I feel insecure about my sexual kinks, and I don’t know where to turn anymore.
I’ve seen so many of these posts, I have offered advice to most of the depressed sub’s that are confused but now I think I really need some advice.
This first bit is about me, you don’t need to read it but I feel it gives insight. I should put here, most likely I just want attention, and some people to talk to, I feel like as an 18 year old, the fetlife really doesn’t help me. And most other sites to do with kink are full of desperate depressed guys like me or scammers rinsing them.
I first want to say, I have got depression, anxiety and bi-polar, Which are probably the root cause of this but I am not sure, before I knew what I’m going to describe I was so happy most the time. Desperate and lonely but happy at least. I’m an 18 year old guy, from England. I am a virgin, I’ve kissed two different girls, it was awkward and I know they didn’t enjoy it, one even told me haha. I have got a therapist, however she doesn’t know about my kinks as I felt thats (obviously) inappropriate, also my anxiety doesn’t help, I could not just tell her, and my parents have been present most of my sessions. I have been prescribed anti depressants and such, I don’t take them, I have been addicted to xannax, I feel like I can’t function without weed, and I have had issues with many drugs before, the last thing I want to do is take more, legal or not.
So I have gotten to the stage of fantasying of my own suicide simply for attention. Not even to end the pain, I feel no pain anymore I’ve been numb a long time. But I genuinely feel like the only way I can get the attention my soul craves deeply is to cut myself or kill myself. No one gives a shit otherwise, in fact I’m scared to post things like this anywhere els for ridicule and being called an attention whore. (essentially that is me, a pathetic bata male that just wants attention.)
I have never had any luck with women, even getting so desperate that I thought I was gay, as the attention of a guy made me feel so special and finally wanted, I almost became attracted to him.

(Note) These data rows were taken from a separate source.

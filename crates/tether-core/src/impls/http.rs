//! JSON-RPC client for the long-polling and job-control HTTP endpoints.
//!
//! Every call is a `POST` with a JSON-RPC 2.0 envelope
//! (`{"jsonrpc": "2.0", "method": "call", "params": ..., "id": n}`), using
//! [`reqwest`].

use std::sync::atomic::{AtomicU64, Ordering};

use async_trait::async_trait;
use serde::Serialize;
use serde::de::DeserializeOwned;
use serde_json::{Value, json};

use crate::domain::{JobId, Notification, PollRequest};
use crate::ports::{JobControl, PollTransport, TransportError};

pub const POLL_PATH: &str = "/longpolling/poll";
pub const CANCEL_PATH: &str = "/web_celery/!cancel";

/// HTTP client for a single server.
pub struct HttpTransport {
    client: reqwest::Client,
    base_url: String,
    session: Option<String>,
    next_id: AtomicU64,
}

impl HttpTransport {
    /// * `base_url` - Server root, e.g. `http://localhost:8069`.
    pub fn new(base_url: impl Into<String>) -> Self {
        Self::with_client(reqwest::Client::new(), base_url)
    }

    /// Reuse an existing [`reqwest::Client`] (connection pooling).
    pub fn with_client(client: reqwest::Client, base_url: impl Into<String>) -> Self {
        Self {
            client,
            base_url: base_url.into().trim_end_matches('/').to_string(),
            session: None,
            next_id: AtomicU64::new(1),
        }
    }

    /// Authenticate calls with a `session_id` cookie.
    pub fn with_session(mut self, session: impl Into<String>) -> Self {
        self.session = Some(session.into());
        self
    }

    pub fn base_url(&self) -> &str {
        &self.base_url
    }

    async fn call<P: Serialize + Sync, T: DeserializeOwned>(
        &self,
        path: &str,
        params: &P,
    ) -> Result<T, TransportError> {
        let params =
            serde_json::to_value(params).map_err(|e| TransportError::Decode(e.to_string()))?;
        let id = self.next_id.fetch_add(1, Ordering::Relaxed);
        let body = json!({
            "jsonrpc": "2.0",
            "method": "call",
            "params": params,
            "id": id,
        });

        let mut request = self
            .client
            .post(format!("{}{}", self.base_url, path))
            .json(&body);
        if let Some(session) = &self.session {
            request = request.header(reqwest::header::COOKIE, format!("session_id={session}"));
        }

        let response = request.send().await.map_err(request_error)?;
        let response = Self::ensure_success(response).await?;
        let envelope: Value = response
            .json()
            .await
            .map_err(|e| TransportError::Decode(e.to_string()))?;
        decode_envelope(envelope)
    }

    // ---- private helpers ----

    /// Pass 2xx responses through, turn everything else into
    /// [`TransportError::Status`] with the body text.
    async fn ensure_success(response: reqwest::Response) -> Result<reqwest::Response, TransportError> {
        let status = response.status();
        if !status.is_success() {
            let body = response
                .text()
                .await
                .unwrap_or_else(|_| "<unreadable body>".to_string());
            return Err(TransportError::Status {
                status: status.as_u16(),
                body,
            });
        }
        Ok(response)
    }
}

fn request_error(e: reqwest::Error) -> TransportError {
    TransportError::Request(e.to_string())
}

/// Unwrap a JSON-RPC response envelope.
fn decode_envelope<T: DeserializeOwned>(mut envelope: Value) -> Result<T, TransportError> {
    if let Some(error) = envelope.get("error").filter(|e| !e.is_null()) {
        let code = error.get("code").and_then(Value::as_i64).unwrap_or(0);
        // servers put the useful text under data.message
        let message = error
            .pointer("/data/message")
            .or_else(|| error.get("message"))
            .and_then(Value::as_str)
            .unwrap_or("unknown error")
            .to_string();
        return Err(TransportError::Rpc { code, message });
    }
    let Some(result) = envelope.get_mut("result").map(Value::take) else {
        return Err(TransportError::Decode("response has no result".to_string()));
    };
    serde_json::from_value(result).map_err(|e| TransportError::Decode(e.to_string()))
}

#[async_trait]
impl PollTransport for HttpTransport {
    async fn poll(&self, request: &PollRequest) -> Result<Vec<Notification>, TransportError> {
        let notifications: Vec<Notification> = self.call(POLL_PATH, request).await?;
        tracing::trace!(count = notifications.len(), last = request.last, "poll answered");
        Ok(notifications)
    }
}

#[async_trait]
impl JobControl for HttpTransport {
    async fn cancel(&self, job_id: &JobId) -> Result<(), TransportError> {
        let path = format!("{CANCEL_PATH}/{job_id}");
        let _: Value = self.call(&path, &json!({})).await?;
        Ok(())
    }
}
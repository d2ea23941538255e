//! JobTracker - バックグラウンドジョブの追跡
//!
//! # フロー
//! 1. `track()` でジョブを登録し、progress チャンネルを bus に追加
//! 2. bus の通知を dispatch タスクが `handle_notification()` に流す
//! 3. 終端メッセージ（success / failure / cancelled）で結果を確定
//! 4. 制限時間を過ぎたら TimedOut で確定
//! 5. どの場合もジョブを外し、チャンネルを bus から削除
//!
//! 進捗メッセージは `attach()` したリスナーに転送する。
//! 同じ job id を再登録できるので、後始末は登録ごとの generation で照合する。

use std::collections::HashMap;
use std::sync::atomic::{AtomicBool, AtomicU64, Ordering};
use std::sync::{Arc, Mutex, MutexGuard, PoisonError};
use std::time::Duration;

use serde_json::Value;
use tokio::sync::{broadcast, mpsc, oneshot};
use tokio::task::JoinHandle;

use super::action::{ActionTag, BackgroundJobAction};
use super::bus::NotificationBus;
use super::config::TrackerConfig;
use crate::domain::{
    Channel, JobFailure, JobId, JobMessage, JobOutcome, JobState, ListenerId, ProgressReport,
    TrackerError,
};
use crate::ports::{IdGenerator, JobControl, SystemClock, UlidGenerator};

struct PendingJob {
    job_id: JobId,
    generation: u64,
    next_action: Option<Value>,
    finished: oneshot::Sender<JobOutcome>,
}

type Listeners = HashMap<Channel, Vec<(ListenerId, mpsc::UnboundedSender<ProgressReport>)>>;

struct TrackerInner {
    bus: NotificationBus,
    control: Arc<dyn JobControl>,
    time_limit: Duration,
    ids: Arc<dyn IdGenerator>,
    /// Lock order: `jobs` before `listeners` and before the bus state.
    jobs: Mutex<HashMap<Channel, PendingJob>>,
    listeners: Mutex<Listeners>,
    next_generation: AtomicU64,
    closed: AtomicBool,
}

/// Tracks background jobs through the notification bus.
pub struct JobTracker {
    inner: Arc<TrackerInner>,
    dispatch: JoinHandle<()>,
}

/// Waits for one tracked job.
///
/// Dropping the handle does not stop tracking; the job is still cleaned up
/// when it finishes or times out.
#[derive(Debug)]
pub struct JobHandle {
    job_id: JobId,
    outcome: oneshot::Receiver<JobOutcome>,
}

impl JobHandle {
    pub fn job_id(&self) -> &JobId {
        &self.job_id
    }

    /// The terminal outcome, or `None` if the tracker went away first.
    pub async fn outcome(self) -> Option<JobOutcome> {
        self.outcome.await.ok()
    }

    /// The next action on success.
    pub async fn wait(self) -> Result<Option<Value>, JobFailure> {
        match self.outcome.await {
            Ok(outcome) => outcome.into_result(),
            Err(_) => Err(JobFailure::Dropped),
        }
    }
}

/// Progress reports of one job. Ends when the job finishes or the listener is
/// detached.
#[derive(Debug)]
pub struct ProgressListener {
    id: ListenerId,
    job_id: JobId,
    rx: mpsc::UnboundedReceiver<ProgressReport>,
}

impl ProgressListener {
    pub fn id(&self) -> ListenerId {
        self.id
    }

    pub fn job_id(&self) -> &JobId {
        &self.job_id
    }

    pub async fn recv(&mut self) -> Option<ProgressReport> {
        self.rx.recv().await
    }
}

/// How the host should present a background job it was handed.
#[derive(Debug, Clone, Copy, PartialEq, Eq)]
pub enum Presentation {
    /// Block with the usual busy indicator.
    Spinner,
    ProgressBar { cancellable: bool },
}

/// A background job started from a client action.
#[derive(Debug)]
pub struct BackgroundJob {
    pub handle: JobHandle,
    pub presentation: Presentation,
    /// Present for progress-bar presentations.
    pub progress: Option<ProgressListener>,
}

impl JobTracker {
    /// Subscribe to the bus and start dispatching notifications.
    ///
    /// The bus is not started here; call `start_polling` on it.
    pub fn new(bus: NotificationBus, control: Arc<dyn JobControl>, config: &TrackerConfig) -> Self {
        Self::with_id_generator(
            bus,
            control,
            config,
            Arc::new(UlidGenerator::new(SystemClock)),
        )
    }

    pub fn with_id_generator(
        bus: NotificationBus,
        control: Arc<dyn JobControl>,
        config: &TrackerConfig,
        ids: Arc<dyn IdGenerator>,
    ) -> Self {
        // subscribe before spawning so nothing published after `new` is lost
        let events = bus.subscribe();
        let inner = Arc::new(TrackerInner {
            bus,
            control,
            time_limit: config.job_time_limit(),
            ids,
            jobs: Mutex::new(HashMap::new()),
            listeners: Mutex::new(HashMap::new()),
            next_generation: AtomicU64::new(1),
            closed: AtomicBool::new(false),
        });
        let dispatch = tokio::spawn(dispatch_loop(Arc::downgrade(&inner), events));
        Self { inner, dispatch }
    }

    pub fn bus(&self) -> &NotificationBus {
        &self.inner.bus
    }

    /// Register a job and subscribe to its progress channel.
    ///
    /// A job id may be tracked again once its previous run has finished.
    pub fn track(
        &self,
        job_id: JobId,
        next_action: Option<Value>,
    ) -> Result<JobHandle, TrackerError> {
        if self.inner.closed.load(Ordering::Acquire) {
            return Err(TrackerError::Closed);
        }
        let channel = Channel::progress(&job_id);
        let generation = self.inner.next_generation.fetch_add(1, Ordering::Relaxed);
        let (finished_tx, finished_rx) = oneshot::channel();
        {
            let mut jobs = lock(&self.inner.jobs);
            if jobs.contains_key(&channel) {
                return Err(TrackerError::AlreadyTracked(job_id));
            }
            jobs.insert(
                channel.clone(),
                PendingJob {
                    job_id: job_id.clone(),
                    generation,
                    next_action,
                    finished: finished_tx,
                },
            );
            self.inner.bus.add_channel(channel.clone());
        }
        tracing::info!(%job_id, generation, "tracking background job");

        let (outcome_tx, outcome_rx) = oneshot::channel();
        tokio::spawn(watch_job(
            Arc::clone(&self.inner),
            job_id.clone(),
            channel,
            generation,
            finished_rx,
            outcome_tx,
        ));

        Ok(JobHandle {
            job_id,
            outcome: outcome_rx,
        })
    }

    /// Start tracking the job a client action points to.
    ///
    /// Returns `Ok(None)` when the action carries no job id.
    pub fn append_background_job(
        &self,
        action: &BackgroundJobAction,
    ) -> Result<Option<BackgroundJob>, TrackerError> {
        let Some(job_id) = action.params.uuid.clone() else {
            return Ok(None);
        };
        let presentation = match action.tag {
            ActionTag::BlockWithProgress => Presentation::ProgressBar {
                cancellable: action.params.cancellable,
            },
            ActionTag::BlockNoProgress => Presentation::Spinner,
            ActionTag::Unknown => {
                tracing::debug!(%job_id, "unknown background job tag, using spinner");
                Presentation::Spinner
            }
        };
        let handle = self.track(job_id.clone(), action.params.next_action.clone())?;
        let progress = match presentation {
            Presentation::ProgressBar { .. } => Some(self.attach(&job_id)?),
            Presentation::Spinner => None,
        };
        Ok(Some(BackgroundJob {
            handle,
            presentation,
            progress,
        }))
    }

    /// Route one bus notification.
    ///
    /// Channels that do not belong to a tracked job are ignored.
    pub fn handle_notification(&self, channel: &Channel, message: &Value) {
        self.inner.handle_notification(channel, message);
    }

    /// Listen to the progress reports of a tracked job.
    ///
    /// The listener ends when the job finishes, so only tracked jobs accept
    /// listeners.
    pub fn attach(&self, job_id: &JobId) -> Result<ProgressListener, TrackerError> {
        if self.inner.closed.load(Ordering::Acquire) {
            return Err(TrackerError::Closed);
        }
        let channel = Channel::progress(job_id);
        let id = self.inner.ids.generate_listener_id();
        let (tx, rx) = mpsc::unbounded_channel();
        {
            let jobs = lock(&self.inner.jobs);
            if !jobs.contains_key(&channel) {
                return Err(TrackerError::NotTracked(job_id.clone()));
            }
            lock(&self.inner.listeners)
                .entry(channel)
                .or_default()
                .push((id, tx));
        }
        Ok(ProgressListener {
            id,
            job_id: job_id.clone(),
            rx,
        })
    }

    /// Returns whether the listener was attached.
    pub fn detach(&self, job_id: &JobId, listener_id: ListenerId) -> bool {
        let mut listeners = lock(&self.inner.listeners);
        let channel = Channel::progress(job_id);
        let Some(attached) = listeners.get_mut(&channel) else {
            return false;
        };
        let before = attached.len();
        attached.retain(|(id, _)| *id != listener_id);
        let removed = attached.len() != before;
        if attached.is_empty() {
            listeners.remove(&channel);
        }
        removed
    }

    /// Ask the server to terminate a job.
    ///
    /// The job finishes as `Cancelled` once the server confirms through the
    /// bus.
    pub async fn cancel(&self, job_id: &JobId) -> Result<(), TrackerError> {
        if !lock(&self.inner.jobs).contains_key(&Channel::progress(job_id)) {
            return Err(TrackerError::NotTracked(job_id.clone()));
        }
        tracing::info!(%job_id, "requesting job cancellation");
        self.inner.control.cancel(job_id).await?;
        Ok(())
    }

    pub fn pending_jobs(&self) -> usize {
        lock(&self.inner.jobs).len()
    }

    /// `Pending` while the job is tracked; finished jobs are forgotten.
    pub fn state(&self, job_id: &JobId) -> Option<JobState> {
        lock(&self.inner.jobs)
            .contains_key(&Channel::progress(job_id))
            .then_some(JobState::Pending)
    }

    /// Stop dispatching and give up on every pending job.
    ///
    /// Waiting handles resolve with [`JobFailure::Dropped`]; `track` and
    /// `attach` fail with [`TrackerError::Closed`] from now on.
    pub fn close(&self) {
        self.inner.closed.store(true, Ordering::Release);
        self.dispatch.abort();
        let mut jobs = lock(&self.inner.jobs);
        for (channel, job) in jobs.drain() {
            tracing::debug!(job_id = %job.job_id, "dropping pending job");
            self.inner.bus.delete_channel(&channel);
        }
        lock(&self.inner.listeners).clear();
    }
}

impl Drop for JobTracker {
    fn drop(&mut self) {
        self.close();
    }
}

impl TrackerInner {
    fn handle_notification(&self, channel: &Channel, message: &Value) {
        match JobMessage::parse(message) {
            JobMessage::Progress(report) => {
                if lock(&self.jobs).contains_key(channel) {
                    self.forward_progress(channel, report);
                }
            }
            JobMessage::Success { result } => self.resolve(channel, |registered| {
                JobOutcome::Succeeded {
                    next_action: result.or(registered),
                }
            }),
            JobMessage::Failure { traceback, message } => {
                self.resolve(channel, |_| JobOutcome::Failed { traceback, message })
            }
            JobMessage::Cancelled => self.resolve(channel, |_| JobOutcome::Cancelled),
        }
    }

    /// Settle a tracked job. `outcome` receives the next action given at
    /// registration.
    fn resolve(&self, channel: &Channel, outcome: impl FnOnce(Option<Value>) -> JobOutcome) {
        // settle under the lock so a watcher hitting its deadline sees the outcome
        let mut jobs = lock(&self.jobs);
        let Some(job) = jobs.remove(channel) else {
            return;
        };
        self.release(channel);
        let outcome = outcome(job.next_action);
        tracing::debug!(job_id = %job.job_id, state = ?outcome.state(), "terminal job message");
        let _ = job.finished.send(outcome);
    }

    fn forward_progress(&self, channel: &Channel, report: ProgressReport) {
        let mut listeners = lock(&self.listeners);
        if let Some(attached) = listeners.get_mut(channel) {
            attached.retain(|(_, tx)| tx.send(report.clone()).is_ok());
        }
    }

    /// Unsubscribe and close the listeners of a job that was just removed.
    /// The caller holds the `jobs` lock.
    fn release(&self, channel: &Channel) {
        lock(&self.listeners).remove(channel);
        self.bus.delete_channel(channel);
    }

    /// Forget a timed out job, unless it has already been settled or the
    /// channel now belongs to a newer registration. Returns whether the job
    /// was still pending.
    fn expire(&self, channel: &Channel, generation: u64) -> bool {
        let mut jobs = lock(&self.jobs);
        match jobs.get(channel) {
            Some(job) if job.generation == generation => {
                jobs.remove(channel);
                self.release(channel);
                true
            }
            _ => false,
        }
    }
}

/// Race the job against the time limit, then clean up.
async fn watch_job(
    inner: Arc<TrackerInner>,
    job_id: JobId,
    channel: Channel,
    generation: u64,
    mut finished: oneshot::Receiver<JobOutcome>,
    outcome_tx: oneshot::Sender<JobOutcome>,
) {
    let outcome = match tokio::time::timeout(inner.time_limit, &mut finished).await {
        Ok(Ok(outcome)) => Some(outcome),
        Ok(Err(_)) => None,
        Err(_) if inner.expire(&channel, generation) => {
            tracing::warn!(%job_id, limit_secs = inner.time_limit.as_secs(), "background job timed out");
            Some(JobOutcome::TimedOut)
        }
        // settled right at the deadline
        Err(_) => finished.try_recv().ok(),
    };

    match outcome {
        Some(outcome) => {
            tracing::info!(%job_id, state = ?outcome.state(), "background job finished");
            // nobody waiting is fine
            let _ = outcome_tx.send(outcome);
        }
        None => tracing::debug!(%job_id, "tracker closed before the job finished"),
    }
}

async fn dispatch_loop(
    inner: std::sync::Weak<TrackerInner>,
    mut events: broadcast::Receiver<super::bus::BusEvent>,
) {
    loop {
        match events.recv().await {
            Ok(event) => {
                let Some(inner) = inner.upgrade() else {
                    break;
                };
                inner.handle_notification(&event.channel, &event.message);
            }
            Err(broadcast::error::RecvError::Lagged(skipped)) => {
                tracing::warn!(skipped, "job tracker lagged behind the bus");
            }
            Err(broadcast::error::RecvError::Closed) => break,
        }
    }
}

fn lock<T>(mutex: &Mutex<T>) -> MutexGuard<'_, T> {
    mutex.lock().unwrap_or_else(PoisonError::into_inner)
}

The thing is, I’ve tried online dating, its shit. The only girls I have met, just want the attention, not a date, or are very submissive, or are just fake. I feel like I could predict that if I actually got a match on tinder, it would be fake. It makes me feel so alone, so unwanted and undesired, but the thing is, girls have liked me. Girls have found my shyness cute, but no girl, ever has been anything but completely turned off by my submission, one girls told me I was most likely gay, and I thought so too for a bit. I really am starting to hate myself, and I feel my sanity cracking, I feel my grip on my own mind becoming exhorted. I don’t know what to do. Thanks for reading. I appreciate it much more than you know. 🙂
I forgot to put this in. I guess my question to make this post relevant is, Well. Is it worth it? Should I genuinely just try and suppress my submissiveness. I honestly feel like if I don’t I’ll be lonely my whole life. I don’t know who to talk to about this either, its such an embarrassing topic.
shyqueenbee: Firstly, I’m not one of them, but there are *definitely* girls with sexually dominant tendencies out there! Secondly, I’m so sorry to hear about all the emotions and things you’ve been dealing with, but I want to mainly focus on the final portion of your post, about trying to suppress your kinks.
You are who you are. And I know from personal experience that it’s easy to say “don’t be ashamed of your kinks” but it’s *much* harder to put that into practice, especially if you’ve spent a long time feeling like there is something wrong with who you are and what you like.
I was in a relationship for almost six years where I did just that — tried to ignore what I wanted and my desire to be submissive (especially because my partner had no interest in dominating me, even outright laughing at the idea on one occasion.) And guess what? It absolutely imploded; despite the fact that we loved each other, the sexual component of our relationship started slowly affecting everything else. I spent over half a decade being untrue to who I was and what I wanted sexually and I regret it *so* deeply.
Now I have a partner who I not only love, but (by some dumb luck!) whose kinks align with mine quite nicely. I feel loved, desired, and appreciated for my fetishes instead of being ashamed of them, and things are incredible.
So keep trying. I thought I was trapped, I thought I was a freak, I thought I would never find someone who would be able to fulfill me sexually. And yet I did. Chin up. You can, too 🙂
Kit4000: You are probably more self aware than many people your age. 18 year old woman are still trying to form their values around sex and many of them wont understand what you need or why.
. I wont lie to you it is difficult for submissive men to find dominant female partners because there are fewer of them and the ones that are out get inundated. I have heard this a lot. But they are out there. It wont happen over night.
How have you used FetLife? Have you found local events and venues to meet and network? This is a good way to connect with people. Most kink communties have TNG grouos for people your age.
The talk of hurting yourself is very concerning. Have you considered counseling at all? Please dont hurt yourself.
Azael_Descends: First off, glad to hear you are in therapy as suicidal thoughts are no joke.
Secondly, there are plenty of dominant women, I have known and met many of them.
Thirdly, and most importantly, **you get to decide your own sexual orientation.** Don’t let some chick decide for you that you are gay, that is not her place to decide that. You are absolutely not gay for being submissive.